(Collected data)
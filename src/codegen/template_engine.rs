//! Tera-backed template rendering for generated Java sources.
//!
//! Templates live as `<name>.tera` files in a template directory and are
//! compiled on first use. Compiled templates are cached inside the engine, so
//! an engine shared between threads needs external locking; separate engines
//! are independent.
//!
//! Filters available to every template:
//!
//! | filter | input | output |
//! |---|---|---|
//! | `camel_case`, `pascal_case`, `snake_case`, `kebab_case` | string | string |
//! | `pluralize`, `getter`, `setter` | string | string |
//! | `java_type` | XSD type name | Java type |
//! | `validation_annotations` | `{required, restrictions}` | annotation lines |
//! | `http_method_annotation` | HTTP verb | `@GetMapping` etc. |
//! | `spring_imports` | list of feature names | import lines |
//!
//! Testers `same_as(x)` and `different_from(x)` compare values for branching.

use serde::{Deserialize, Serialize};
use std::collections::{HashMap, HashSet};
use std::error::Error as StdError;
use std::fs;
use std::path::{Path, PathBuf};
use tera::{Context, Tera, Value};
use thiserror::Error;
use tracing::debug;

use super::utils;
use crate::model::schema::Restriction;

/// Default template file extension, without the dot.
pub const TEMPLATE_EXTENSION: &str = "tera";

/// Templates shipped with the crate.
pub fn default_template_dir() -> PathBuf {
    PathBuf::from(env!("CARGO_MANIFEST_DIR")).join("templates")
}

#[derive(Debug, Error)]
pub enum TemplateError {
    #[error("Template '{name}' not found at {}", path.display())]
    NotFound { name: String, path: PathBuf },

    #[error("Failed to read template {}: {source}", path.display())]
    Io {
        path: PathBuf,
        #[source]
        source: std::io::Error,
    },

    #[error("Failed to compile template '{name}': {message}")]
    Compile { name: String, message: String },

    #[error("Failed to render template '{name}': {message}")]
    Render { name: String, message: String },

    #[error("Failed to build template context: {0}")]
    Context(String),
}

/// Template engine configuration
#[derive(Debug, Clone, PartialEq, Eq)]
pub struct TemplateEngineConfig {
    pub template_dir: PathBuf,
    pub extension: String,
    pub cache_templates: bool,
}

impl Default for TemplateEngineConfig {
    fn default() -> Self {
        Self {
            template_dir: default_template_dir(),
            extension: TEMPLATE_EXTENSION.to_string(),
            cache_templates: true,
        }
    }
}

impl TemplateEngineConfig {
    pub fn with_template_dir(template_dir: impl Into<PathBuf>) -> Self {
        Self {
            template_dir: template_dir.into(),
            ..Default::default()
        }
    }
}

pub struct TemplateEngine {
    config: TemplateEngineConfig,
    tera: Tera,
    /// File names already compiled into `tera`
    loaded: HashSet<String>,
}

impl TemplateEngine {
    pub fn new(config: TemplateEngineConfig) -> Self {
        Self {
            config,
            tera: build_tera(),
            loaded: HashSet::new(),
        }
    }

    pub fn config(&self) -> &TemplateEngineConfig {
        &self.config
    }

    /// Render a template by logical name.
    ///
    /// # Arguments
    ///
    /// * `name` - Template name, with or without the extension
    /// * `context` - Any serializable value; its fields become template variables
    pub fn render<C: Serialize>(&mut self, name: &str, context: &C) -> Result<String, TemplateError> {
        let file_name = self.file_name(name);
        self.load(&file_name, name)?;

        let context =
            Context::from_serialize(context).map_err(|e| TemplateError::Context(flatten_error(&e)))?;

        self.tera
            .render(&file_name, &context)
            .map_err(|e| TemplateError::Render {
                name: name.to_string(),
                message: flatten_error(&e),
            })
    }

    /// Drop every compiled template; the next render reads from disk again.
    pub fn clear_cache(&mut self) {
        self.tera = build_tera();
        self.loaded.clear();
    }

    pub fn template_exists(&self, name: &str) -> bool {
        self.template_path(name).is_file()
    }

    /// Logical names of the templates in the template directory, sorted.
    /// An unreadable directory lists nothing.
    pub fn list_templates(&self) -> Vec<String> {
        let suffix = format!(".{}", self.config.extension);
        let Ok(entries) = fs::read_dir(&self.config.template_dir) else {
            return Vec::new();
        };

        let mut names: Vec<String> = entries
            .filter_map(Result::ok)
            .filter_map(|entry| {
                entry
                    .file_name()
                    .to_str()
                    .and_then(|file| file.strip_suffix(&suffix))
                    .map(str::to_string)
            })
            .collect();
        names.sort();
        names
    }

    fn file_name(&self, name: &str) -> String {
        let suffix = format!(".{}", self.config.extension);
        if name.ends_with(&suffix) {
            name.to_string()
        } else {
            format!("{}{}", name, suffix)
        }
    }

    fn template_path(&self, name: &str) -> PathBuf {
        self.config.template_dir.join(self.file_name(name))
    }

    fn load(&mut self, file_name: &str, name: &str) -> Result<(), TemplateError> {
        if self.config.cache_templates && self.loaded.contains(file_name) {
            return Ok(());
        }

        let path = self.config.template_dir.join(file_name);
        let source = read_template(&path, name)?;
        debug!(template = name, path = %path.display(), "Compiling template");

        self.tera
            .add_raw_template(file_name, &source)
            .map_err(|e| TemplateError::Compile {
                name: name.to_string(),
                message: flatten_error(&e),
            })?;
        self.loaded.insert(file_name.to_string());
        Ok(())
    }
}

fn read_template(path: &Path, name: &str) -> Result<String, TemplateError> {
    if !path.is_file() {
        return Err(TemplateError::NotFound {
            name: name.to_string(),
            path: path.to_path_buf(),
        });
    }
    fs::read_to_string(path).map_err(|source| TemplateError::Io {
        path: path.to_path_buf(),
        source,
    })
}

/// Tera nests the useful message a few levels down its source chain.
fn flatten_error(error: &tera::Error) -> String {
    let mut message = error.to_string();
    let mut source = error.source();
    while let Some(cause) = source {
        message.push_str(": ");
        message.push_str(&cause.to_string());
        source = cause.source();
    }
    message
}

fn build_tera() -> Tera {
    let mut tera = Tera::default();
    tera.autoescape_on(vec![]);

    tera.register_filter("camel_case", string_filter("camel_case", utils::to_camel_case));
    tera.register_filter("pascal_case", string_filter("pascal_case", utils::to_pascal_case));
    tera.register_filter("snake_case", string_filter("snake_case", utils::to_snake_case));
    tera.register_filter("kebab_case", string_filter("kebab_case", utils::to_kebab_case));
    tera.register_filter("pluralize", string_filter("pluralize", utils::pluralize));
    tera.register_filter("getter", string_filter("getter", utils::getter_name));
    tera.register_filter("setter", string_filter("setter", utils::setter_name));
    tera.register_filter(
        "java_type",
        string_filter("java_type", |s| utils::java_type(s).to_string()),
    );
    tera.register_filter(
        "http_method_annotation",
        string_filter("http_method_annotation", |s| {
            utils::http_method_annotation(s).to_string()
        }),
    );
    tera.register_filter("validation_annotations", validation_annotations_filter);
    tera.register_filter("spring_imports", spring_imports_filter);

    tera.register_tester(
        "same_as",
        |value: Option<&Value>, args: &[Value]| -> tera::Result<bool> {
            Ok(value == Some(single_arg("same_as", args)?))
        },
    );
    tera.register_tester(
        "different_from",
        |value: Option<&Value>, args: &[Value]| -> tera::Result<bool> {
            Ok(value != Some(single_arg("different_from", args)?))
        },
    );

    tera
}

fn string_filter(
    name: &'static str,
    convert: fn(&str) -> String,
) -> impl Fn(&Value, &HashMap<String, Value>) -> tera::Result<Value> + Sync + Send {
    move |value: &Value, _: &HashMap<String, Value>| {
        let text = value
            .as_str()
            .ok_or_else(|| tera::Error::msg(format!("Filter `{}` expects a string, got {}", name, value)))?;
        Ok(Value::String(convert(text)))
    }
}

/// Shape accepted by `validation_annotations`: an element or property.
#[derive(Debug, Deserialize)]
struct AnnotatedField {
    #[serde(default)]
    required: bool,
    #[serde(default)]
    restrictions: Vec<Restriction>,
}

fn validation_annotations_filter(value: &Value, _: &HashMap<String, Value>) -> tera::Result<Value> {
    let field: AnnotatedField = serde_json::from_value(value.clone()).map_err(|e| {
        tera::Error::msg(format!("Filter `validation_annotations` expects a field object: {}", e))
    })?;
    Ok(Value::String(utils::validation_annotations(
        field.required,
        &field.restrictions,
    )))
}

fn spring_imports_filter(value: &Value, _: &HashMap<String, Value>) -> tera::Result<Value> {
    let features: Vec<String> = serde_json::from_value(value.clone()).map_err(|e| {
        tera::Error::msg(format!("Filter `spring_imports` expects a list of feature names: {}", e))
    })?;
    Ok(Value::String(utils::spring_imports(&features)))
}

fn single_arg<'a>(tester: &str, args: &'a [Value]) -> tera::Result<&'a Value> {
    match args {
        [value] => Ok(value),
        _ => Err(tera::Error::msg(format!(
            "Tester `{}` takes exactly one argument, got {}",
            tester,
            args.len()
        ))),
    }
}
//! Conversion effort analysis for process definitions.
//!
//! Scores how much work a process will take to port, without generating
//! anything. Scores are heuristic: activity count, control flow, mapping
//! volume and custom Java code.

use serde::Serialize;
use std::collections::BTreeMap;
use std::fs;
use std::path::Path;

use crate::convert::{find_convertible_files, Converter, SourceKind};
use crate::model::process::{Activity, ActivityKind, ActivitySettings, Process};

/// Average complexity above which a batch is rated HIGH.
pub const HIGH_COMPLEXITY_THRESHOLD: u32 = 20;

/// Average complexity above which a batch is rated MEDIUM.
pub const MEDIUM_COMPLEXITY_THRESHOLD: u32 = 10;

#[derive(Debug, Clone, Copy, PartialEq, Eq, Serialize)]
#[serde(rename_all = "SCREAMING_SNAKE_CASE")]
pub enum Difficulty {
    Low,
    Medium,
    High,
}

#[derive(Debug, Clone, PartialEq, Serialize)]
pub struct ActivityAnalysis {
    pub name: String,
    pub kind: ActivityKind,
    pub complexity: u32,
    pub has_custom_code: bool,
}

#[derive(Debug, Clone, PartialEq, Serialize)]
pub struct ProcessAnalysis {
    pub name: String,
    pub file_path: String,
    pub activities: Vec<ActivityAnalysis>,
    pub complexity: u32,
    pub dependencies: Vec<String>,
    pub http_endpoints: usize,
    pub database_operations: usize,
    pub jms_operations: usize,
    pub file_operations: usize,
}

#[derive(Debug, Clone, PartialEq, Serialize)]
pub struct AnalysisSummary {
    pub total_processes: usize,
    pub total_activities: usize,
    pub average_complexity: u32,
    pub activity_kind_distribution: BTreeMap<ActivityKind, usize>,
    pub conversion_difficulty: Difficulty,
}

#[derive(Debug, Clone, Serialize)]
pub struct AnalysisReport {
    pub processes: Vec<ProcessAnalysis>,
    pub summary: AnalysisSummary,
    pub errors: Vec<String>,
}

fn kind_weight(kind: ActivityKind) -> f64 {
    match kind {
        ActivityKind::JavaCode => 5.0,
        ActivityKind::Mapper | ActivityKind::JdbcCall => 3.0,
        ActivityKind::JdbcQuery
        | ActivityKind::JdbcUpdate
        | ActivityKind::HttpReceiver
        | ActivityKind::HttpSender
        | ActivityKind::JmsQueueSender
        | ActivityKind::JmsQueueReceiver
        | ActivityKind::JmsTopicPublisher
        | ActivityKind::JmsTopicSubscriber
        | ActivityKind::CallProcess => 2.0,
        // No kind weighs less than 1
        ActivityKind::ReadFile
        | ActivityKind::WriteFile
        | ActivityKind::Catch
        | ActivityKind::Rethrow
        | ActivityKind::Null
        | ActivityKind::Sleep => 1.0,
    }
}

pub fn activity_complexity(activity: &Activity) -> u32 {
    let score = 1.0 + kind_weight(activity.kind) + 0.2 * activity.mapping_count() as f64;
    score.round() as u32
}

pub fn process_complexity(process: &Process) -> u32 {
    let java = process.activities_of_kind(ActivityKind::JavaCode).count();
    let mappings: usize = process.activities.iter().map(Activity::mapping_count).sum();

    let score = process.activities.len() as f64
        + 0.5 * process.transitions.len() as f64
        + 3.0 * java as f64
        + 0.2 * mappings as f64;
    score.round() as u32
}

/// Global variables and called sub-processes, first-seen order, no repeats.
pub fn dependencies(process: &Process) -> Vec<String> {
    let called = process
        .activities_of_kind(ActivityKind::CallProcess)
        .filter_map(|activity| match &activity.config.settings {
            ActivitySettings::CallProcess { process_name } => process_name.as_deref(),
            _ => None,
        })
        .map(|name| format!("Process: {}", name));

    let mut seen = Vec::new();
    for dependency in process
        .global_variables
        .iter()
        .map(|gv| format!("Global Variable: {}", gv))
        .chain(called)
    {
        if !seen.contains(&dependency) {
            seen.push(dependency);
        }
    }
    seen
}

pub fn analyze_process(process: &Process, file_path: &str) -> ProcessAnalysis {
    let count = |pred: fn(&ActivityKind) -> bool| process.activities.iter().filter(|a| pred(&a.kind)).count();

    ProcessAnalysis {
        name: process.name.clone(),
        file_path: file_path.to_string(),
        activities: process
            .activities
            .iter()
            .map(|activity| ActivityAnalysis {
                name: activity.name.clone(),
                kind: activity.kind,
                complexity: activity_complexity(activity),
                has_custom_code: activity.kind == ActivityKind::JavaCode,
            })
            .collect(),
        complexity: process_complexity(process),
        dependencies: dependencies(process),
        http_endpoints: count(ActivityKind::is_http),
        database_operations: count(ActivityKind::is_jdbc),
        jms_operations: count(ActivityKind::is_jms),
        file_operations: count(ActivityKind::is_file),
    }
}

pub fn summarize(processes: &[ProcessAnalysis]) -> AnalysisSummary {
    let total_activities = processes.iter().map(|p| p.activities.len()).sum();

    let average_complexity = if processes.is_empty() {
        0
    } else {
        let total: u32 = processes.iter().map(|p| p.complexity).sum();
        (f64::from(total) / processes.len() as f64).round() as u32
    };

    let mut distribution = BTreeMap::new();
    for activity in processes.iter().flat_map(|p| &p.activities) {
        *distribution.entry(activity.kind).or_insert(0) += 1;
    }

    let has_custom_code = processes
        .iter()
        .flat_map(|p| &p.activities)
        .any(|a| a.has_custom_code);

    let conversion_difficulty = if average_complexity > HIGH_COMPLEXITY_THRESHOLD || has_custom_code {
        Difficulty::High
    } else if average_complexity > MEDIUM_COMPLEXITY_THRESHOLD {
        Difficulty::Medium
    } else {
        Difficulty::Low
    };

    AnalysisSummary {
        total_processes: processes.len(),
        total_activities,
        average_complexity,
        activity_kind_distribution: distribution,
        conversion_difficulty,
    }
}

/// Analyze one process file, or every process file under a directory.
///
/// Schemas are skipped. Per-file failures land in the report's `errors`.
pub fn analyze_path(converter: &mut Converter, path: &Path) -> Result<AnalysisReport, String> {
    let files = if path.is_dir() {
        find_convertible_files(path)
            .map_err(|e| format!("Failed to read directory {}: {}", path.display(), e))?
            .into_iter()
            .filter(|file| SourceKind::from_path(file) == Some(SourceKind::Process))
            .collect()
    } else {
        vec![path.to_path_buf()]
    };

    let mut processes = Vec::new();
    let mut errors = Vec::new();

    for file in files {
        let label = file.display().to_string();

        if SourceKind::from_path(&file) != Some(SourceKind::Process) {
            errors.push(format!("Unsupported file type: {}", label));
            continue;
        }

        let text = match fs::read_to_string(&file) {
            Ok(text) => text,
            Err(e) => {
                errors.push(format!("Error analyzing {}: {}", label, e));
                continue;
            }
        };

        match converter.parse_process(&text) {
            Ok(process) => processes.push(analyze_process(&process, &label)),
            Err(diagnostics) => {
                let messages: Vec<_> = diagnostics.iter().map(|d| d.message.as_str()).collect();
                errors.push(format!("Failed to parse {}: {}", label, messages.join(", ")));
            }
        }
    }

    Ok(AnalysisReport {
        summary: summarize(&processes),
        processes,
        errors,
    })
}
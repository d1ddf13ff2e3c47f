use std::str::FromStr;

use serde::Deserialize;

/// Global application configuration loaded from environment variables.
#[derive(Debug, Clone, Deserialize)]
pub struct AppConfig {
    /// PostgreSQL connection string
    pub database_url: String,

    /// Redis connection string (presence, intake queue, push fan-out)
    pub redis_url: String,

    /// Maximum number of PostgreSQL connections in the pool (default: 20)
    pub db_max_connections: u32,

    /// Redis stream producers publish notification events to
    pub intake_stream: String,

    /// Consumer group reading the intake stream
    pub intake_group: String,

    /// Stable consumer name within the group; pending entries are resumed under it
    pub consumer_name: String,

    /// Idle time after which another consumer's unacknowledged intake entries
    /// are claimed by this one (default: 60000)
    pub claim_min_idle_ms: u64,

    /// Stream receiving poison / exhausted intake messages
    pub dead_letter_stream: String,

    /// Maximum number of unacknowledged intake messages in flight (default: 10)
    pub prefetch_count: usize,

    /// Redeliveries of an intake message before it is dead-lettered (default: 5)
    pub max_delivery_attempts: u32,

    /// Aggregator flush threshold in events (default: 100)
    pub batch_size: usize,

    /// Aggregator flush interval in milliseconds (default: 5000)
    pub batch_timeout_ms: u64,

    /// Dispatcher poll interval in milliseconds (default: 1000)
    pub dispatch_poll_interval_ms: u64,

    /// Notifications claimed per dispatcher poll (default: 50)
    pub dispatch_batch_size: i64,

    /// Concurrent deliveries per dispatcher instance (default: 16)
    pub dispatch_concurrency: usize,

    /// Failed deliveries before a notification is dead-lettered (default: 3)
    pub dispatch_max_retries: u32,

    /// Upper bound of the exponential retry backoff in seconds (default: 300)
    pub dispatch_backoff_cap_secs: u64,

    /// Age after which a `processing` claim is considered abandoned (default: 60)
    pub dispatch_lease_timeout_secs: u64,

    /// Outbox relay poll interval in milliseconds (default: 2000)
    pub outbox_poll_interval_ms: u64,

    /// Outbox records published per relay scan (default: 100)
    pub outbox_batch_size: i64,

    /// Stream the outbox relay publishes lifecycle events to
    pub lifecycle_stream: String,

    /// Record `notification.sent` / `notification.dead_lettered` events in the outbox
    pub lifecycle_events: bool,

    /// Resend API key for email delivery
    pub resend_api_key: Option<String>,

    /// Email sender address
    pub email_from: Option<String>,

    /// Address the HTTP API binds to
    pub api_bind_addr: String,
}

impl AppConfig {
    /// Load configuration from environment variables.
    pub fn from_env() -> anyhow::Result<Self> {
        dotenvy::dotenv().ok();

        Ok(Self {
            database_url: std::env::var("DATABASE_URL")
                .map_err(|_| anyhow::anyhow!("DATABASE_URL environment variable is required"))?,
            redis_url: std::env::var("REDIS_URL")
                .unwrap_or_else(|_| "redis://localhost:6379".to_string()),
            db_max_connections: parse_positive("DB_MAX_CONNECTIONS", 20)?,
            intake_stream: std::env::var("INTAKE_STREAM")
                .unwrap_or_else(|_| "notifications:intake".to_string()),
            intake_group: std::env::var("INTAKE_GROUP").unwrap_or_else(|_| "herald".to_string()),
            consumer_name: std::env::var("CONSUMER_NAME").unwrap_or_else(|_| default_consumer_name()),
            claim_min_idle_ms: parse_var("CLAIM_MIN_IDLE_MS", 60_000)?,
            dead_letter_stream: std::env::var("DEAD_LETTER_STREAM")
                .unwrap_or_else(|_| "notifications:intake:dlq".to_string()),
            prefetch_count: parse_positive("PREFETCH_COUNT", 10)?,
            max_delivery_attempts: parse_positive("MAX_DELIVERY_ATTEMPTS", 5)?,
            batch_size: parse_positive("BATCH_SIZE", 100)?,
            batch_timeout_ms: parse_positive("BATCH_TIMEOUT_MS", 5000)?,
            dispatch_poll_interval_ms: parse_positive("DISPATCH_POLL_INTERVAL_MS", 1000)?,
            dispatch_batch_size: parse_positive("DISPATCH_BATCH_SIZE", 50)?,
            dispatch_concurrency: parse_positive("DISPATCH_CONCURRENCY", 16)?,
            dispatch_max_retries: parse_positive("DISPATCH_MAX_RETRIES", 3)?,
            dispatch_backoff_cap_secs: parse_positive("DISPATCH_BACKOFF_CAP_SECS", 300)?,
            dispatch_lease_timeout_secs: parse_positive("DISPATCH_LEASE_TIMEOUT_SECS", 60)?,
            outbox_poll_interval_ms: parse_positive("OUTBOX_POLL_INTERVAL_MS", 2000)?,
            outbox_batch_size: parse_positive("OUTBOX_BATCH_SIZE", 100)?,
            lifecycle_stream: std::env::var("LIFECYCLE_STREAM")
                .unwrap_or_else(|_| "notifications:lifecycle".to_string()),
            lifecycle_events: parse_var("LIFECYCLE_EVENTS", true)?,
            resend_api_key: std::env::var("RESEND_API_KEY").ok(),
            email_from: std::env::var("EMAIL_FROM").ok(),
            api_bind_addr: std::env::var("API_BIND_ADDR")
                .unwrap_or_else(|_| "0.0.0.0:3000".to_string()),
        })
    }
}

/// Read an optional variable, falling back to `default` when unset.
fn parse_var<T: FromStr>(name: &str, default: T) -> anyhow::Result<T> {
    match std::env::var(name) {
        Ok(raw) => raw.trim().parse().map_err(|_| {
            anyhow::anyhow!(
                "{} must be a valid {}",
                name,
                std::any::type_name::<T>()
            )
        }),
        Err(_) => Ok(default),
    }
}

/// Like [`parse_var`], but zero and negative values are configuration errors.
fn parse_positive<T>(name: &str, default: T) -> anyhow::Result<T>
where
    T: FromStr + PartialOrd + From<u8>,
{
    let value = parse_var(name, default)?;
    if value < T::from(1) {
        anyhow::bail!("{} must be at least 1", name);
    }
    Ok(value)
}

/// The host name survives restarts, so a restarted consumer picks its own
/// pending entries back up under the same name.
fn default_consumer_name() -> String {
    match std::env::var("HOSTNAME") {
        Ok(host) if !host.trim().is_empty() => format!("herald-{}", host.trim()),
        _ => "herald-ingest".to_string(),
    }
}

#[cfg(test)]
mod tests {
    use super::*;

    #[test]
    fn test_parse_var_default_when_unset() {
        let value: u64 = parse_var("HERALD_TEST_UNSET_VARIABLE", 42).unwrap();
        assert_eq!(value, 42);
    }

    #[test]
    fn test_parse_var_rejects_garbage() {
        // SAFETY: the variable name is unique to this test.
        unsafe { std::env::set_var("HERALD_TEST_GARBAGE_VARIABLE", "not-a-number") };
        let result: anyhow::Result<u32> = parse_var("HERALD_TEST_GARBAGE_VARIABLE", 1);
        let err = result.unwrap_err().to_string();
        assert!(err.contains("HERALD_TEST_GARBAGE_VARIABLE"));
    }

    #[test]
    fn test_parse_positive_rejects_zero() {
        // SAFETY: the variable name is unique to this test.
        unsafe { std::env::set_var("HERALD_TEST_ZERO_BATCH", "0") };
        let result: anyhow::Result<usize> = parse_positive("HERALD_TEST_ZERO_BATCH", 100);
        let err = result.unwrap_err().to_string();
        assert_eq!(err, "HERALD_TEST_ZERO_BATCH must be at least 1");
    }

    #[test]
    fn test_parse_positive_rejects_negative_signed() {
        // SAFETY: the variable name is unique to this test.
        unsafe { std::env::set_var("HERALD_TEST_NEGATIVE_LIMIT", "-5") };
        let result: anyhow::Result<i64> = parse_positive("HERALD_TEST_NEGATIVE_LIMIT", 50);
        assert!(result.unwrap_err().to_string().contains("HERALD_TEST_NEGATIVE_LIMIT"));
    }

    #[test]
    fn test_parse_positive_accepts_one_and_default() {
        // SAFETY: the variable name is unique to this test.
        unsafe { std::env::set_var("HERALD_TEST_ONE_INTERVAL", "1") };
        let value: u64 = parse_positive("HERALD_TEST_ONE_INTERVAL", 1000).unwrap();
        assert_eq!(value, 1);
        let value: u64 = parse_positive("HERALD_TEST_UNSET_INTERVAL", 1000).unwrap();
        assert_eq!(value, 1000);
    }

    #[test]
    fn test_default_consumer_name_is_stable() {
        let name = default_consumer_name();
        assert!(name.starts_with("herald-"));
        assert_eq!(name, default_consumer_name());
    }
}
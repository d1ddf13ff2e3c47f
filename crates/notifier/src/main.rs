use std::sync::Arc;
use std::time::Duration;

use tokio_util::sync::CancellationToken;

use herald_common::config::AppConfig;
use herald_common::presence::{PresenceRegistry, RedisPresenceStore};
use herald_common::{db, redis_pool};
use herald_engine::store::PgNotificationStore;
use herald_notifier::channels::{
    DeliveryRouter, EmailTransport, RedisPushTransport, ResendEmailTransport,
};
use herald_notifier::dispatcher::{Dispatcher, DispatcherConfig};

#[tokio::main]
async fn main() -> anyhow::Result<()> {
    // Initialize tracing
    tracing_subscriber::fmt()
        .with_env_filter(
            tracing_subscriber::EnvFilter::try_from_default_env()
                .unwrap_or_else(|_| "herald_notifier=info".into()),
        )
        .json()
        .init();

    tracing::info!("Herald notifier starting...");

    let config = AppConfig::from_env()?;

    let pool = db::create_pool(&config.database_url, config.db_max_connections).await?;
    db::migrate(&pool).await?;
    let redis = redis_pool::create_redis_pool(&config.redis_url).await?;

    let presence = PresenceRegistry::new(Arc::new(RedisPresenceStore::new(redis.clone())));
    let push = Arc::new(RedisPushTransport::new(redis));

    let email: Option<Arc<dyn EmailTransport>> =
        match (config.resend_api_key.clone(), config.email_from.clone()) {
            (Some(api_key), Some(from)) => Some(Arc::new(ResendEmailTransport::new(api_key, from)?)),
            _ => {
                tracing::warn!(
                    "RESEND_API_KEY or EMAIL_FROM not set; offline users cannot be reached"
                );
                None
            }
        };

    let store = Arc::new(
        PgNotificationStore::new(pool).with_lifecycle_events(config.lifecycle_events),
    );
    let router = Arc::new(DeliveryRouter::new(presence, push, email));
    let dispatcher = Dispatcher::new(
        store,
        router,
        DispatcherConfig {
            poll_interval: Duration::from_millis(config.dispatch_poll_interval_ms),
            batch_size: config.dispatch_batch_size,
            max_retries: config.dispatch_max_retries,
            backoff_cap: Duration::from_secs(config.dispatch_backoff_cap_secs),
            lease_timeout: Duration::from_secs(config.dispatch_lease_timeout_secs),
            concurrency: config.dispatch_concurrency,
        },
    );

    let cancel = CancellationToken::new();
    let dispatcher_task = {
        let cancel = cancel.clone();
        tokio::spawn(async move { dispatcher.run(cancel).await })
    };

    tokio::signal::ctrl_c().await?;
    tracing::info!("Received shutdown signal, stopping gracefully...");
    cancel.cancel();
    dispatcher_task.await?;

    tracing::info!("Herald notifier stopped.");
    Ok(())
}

• _INSTRUCTIONS FOR THE TASK_: Copy the entries above exactly, but only from the line holding "let field: AnnotatedField" through the line holding "let features: Vec<String>", both included.

• _SOLUTION_:
    let field: AnnotatedField = serde_json::from_value(value.clone()).map_err(|e| {
        tera::Error::msg(format!("Filter `validation_annotations` expects a field object: {}", e))
    })?;
    Ok(Value::String(utils::validation_annotations(
        field.required,
        &field.restrictions,
    )))
}

fn spring_imports_filter(value: &Value, _: &HashMap<String, Value>) -> tera::Result<Value> {
    let features: Vec<String> = serde_json::from_value(value.clone()).map_err(|e| {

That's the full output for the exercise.